Os Juizados Especiais Cíveis e Criminais surgiram em 1995 através da Lei nº 9.099/95, com o objetivo de garantir maior agilidade na prestação jurisdicional nas causas de menor complexidade. Os processos submetidos à citada lei, orientar-se-ão pelos seguintes princípios:

  • Oralidade (a busca pelo uso do menor número de documentos, somente os essenciais)
  • Simplicidade (clareza e acessibilidade, eliminando qualquer dificuldade)
  • Informalidade (diminuição do rigor formal característicos dos atos jurídicos. Reduz-se os atos jurídicos e dispensa-se o não essencial)
  • Economia processual (economia de tempo, custos e esforços de toda natureza)
  • Celeridade (busca da rápida resposta ao problema apresentado),

Buscando, sempre que possível, a conciliação na área cível ou a transação na criminal.

Os Juizados Cíveis tem competência para conciliação, processo e julgamento das causas de valores até 40 salários mínimos. Neste caso, é necessário a assistência de advogado, porém as causas de até 20 salários mínimos, as partes podem comparecer pessoalmente, não necessitando da assistência de advogado. Podem ser ajuizadas nos juizados especiais cíveis ações: de despejo para uso próprio, as ações possessórias sobre bens imóveis de valor não excedente a 40 salários mínimos dentre outras.

Tem como sua primeira medida a busca de solução do conflito por meio de acordo entre as partes logo na primeira audiência de conciliação.

Essa primeira audiência é presidida pelo conciliador, que é geralmente um servidor do tribunal de justiça presente no fórum da comarca. Havendo acordo entre as partes, serão os termos deste acordo registrados em ata de audiência e submetido à confirmação e aprovação pelo Juiz, que só assim produzirá efeitos jurídicos, ou seja, poderá ser executado no próprio Juizado caso não seja cumprido na forma avençada.

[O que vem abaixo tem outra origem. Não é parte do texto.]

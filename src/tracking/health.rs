use chrono::{DateTime, Duration, Utc};
use serde::Serialize;
use tracing::warn;

use crate::{error::TrackingError, utils::time::seconds_ser};

pub const DEFAULT_UNHEALTHY_AFTER: u32 = 3;

#[derive(Debug, Clone, PartialEq, Eq, Serialize)]
#[serde(rename_all = "camelCase")]
pub struct LastError {
    pub message: String,
    pub timestamp: DateTime<Utc>,
}

/// Point-in-time view of the probe's health.
#[derive(Debug, Clone, PartialEq, Eq, Serialize)]
#[serde(rename_all = "camelCase")]
pub struct HealthState {
    pub is_healthy: bool,
    pub error_count: u64,
    pub consecutive_failures: u32,
    pub last_error: Option<LastError>,
    pub started_at: DateTime<Utc>,
    #[serde(rename = "uptimeSeconds", with = "seconds_ser")]
    pub uptime: Duration,
}

/// Tracks probe failures. `error_count` is lifetime history and never goes down, while
/// `consecutive_failures` is what decides health: a success clears it.
#[derive(Debug, Clone)]
pub struct HealthMonitor {
    error_count: u64,
    consecutive_failures: u32,
    last_error: Option<LastError>,
    started_at: DateTime<Utc>,
    unhealthy_after: u32,
}

impl HealthMonitor {
    pub fn new(started_at: DateTime<Utc>, unhealthy_after: u32) -> Self {
        Self {
            error_count: 0,
            consecutive_failures: 0,
            last_error: None,
            started_at,
            unhealthy_after: unhealthy_after.max(1),
        }
    }

    pub fn record_error(&mut self, error: &TrackingError, at: DateTime<Utc>) {
        self.error_count += 1;
        self.consecutive_failures = self.consecutive_failures.saturating_add(1);
        self.last_error = Some(LastError {
            message: error.to_string(),
            timestamp: at,
        });

        if self.consecutive_failures == self.unhealthy_after {
            warn!(
                "Tracking became unhealthy after {} consecutive failures: {error}",
                self.consecutive_failures
            );
        }
    }

    pub fn record_success(&mut self) {
        self.consecutive_failures = 0;
    }

    pub fn is_healthy(&self) -> bool {
        self.consecutive_failures < self.unhealthy_after
    }

    pub fn health(&self, now: DateTime<Utc>) -> HealthState {
        HealthState {
            is_healthy: self.is_healthy(),
            error_count: self.error_count,
            consecutive_failures: self.consecutive_failures,
            last_error: self.last_error.clone(),
            started_at: self.started_at,
            uptime: (now - self.started_at).max(Duration::zero()),
        }
    }
}

#[cfg(test)]
mod health_tests {
    use anyhow::anyhow;
    use chrono::{DateTime, Duration, TimeZone, Utc};

    use super::{DEFAULT_UNHEALTHY_AFTER, HealthMonitor};
    use crate::error::TrackingError;

    fn start() -> DateTime<Utc> {
        Utc.with_ymd_and_hms(2024, 4, 5, 12, 0, 0).unwrap()
    }

    fn probe_error() -> TrackingError {
        TrackingError::Probe(anyhow!("permission denied"))
    }

    #[test]
    fn success_after_failure_streak_restores_health() {
        let mut monitor = HealthMonitor::new(start(), DEFAULT_UNHEALTHY_AFTER);
        for i in 0..10 {
            monitor.record_error(&probe_error(), start() + Duration::seconds(i));
        }
        assert!(!monitor.is_healthy());

        monitor.record_success();
        let health = monitor.health(start() + Duration::seconds(11));
        assert_eq!(health.error_count, 10);
        assert_eq!(health.consecutive_failures, 0);
        assert!(health.is_healthy);
        assert_eq!(health.uptime, Duration::seconds(11));
        let last_error = health.last_error.unwrap();
        assert_eq!(last_error.timestamp, start() + Duration::seconds(9));
        assert!(last_error.message.contains("permission denied"));
    }

    #[test]
    fn unhealthy_only_at_threshold() {
        let mut monitor = HealthMonitor::new(start(), 3);
        monitor.record_error(&probe_error(), start());
        monitor.record_error(&probe_error(), start());
        assert!(monitor.is_healthy());
        monitor.record_error(&probe_error(), start());
        assert!(!monitor.is_healthy());
    }

    #[test]
    fn fresh_monitor_is_healthy() {
        let health = HealthMonitor::new(start(), DEFAULT_UNHEALTHY_AFTER).health(start());
        assert!(health.is_healthy);
        assert_eq!(health.error_count, 0);
        assert!(health.last_error.is_none());
    }
}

Não sendo possível a conciliação nessa primeira audiência, será marcada uma audiência de instrução e julgamento. É nesse momento que o processo será instruído, ou seja, apresentada a defesa, juntada de documentos, colhido o depoimento das partes, ouvidas eventuais testemunhas, para em seguida o juiz proferir a sentença. Dessa decisão caberá recurso inominado (como se fosse um pedido de revisão) às turmas recursais do próprio juizado. Essas turmas servem para julgar esses recursos de sentenças proferidas no Juizado Especial. Ressalta-se que na fase recursal partes do processo serão obrigatoriamente representadas por advogado.

Já os Juizados Especiais Criminais funcionam junto ao Civil. Estes tem competência para conciliação, julgamento e a execução das infrações de menor potencial ofensivo. Para efeito desta lei, consideram-se infrações penais de menor potencial ofensivo, as contravenções penais e os crimes a que a lei comine pena máxima de dois anos, como lesões corporais leves e crimes de calúnia, injúria e difamação. O processo criminal submetido a Lei dos Juizados Especiais também orientará pelos mesmos princípios do cível, porém, objetivando sempre que possível, a reparação dos danos sofridos pela vitima e a aplicação de pena não privativa de liberdade, ou seja, as que não resultam em prisão, como a aplicação de multas ou prestação de serviços comunitários.

O ingresso com o processo nos Juizados Especiais deve ser feito no setor de “reclamações” do próprio Juizado, tendo em mãos a documentação referente ao caso, documentos pessoais e comprovante de residência do Requerente, bem como, nome – não necessariamente completo – e endereço do Requerido (a parte contra a qual será ajuizada a ação).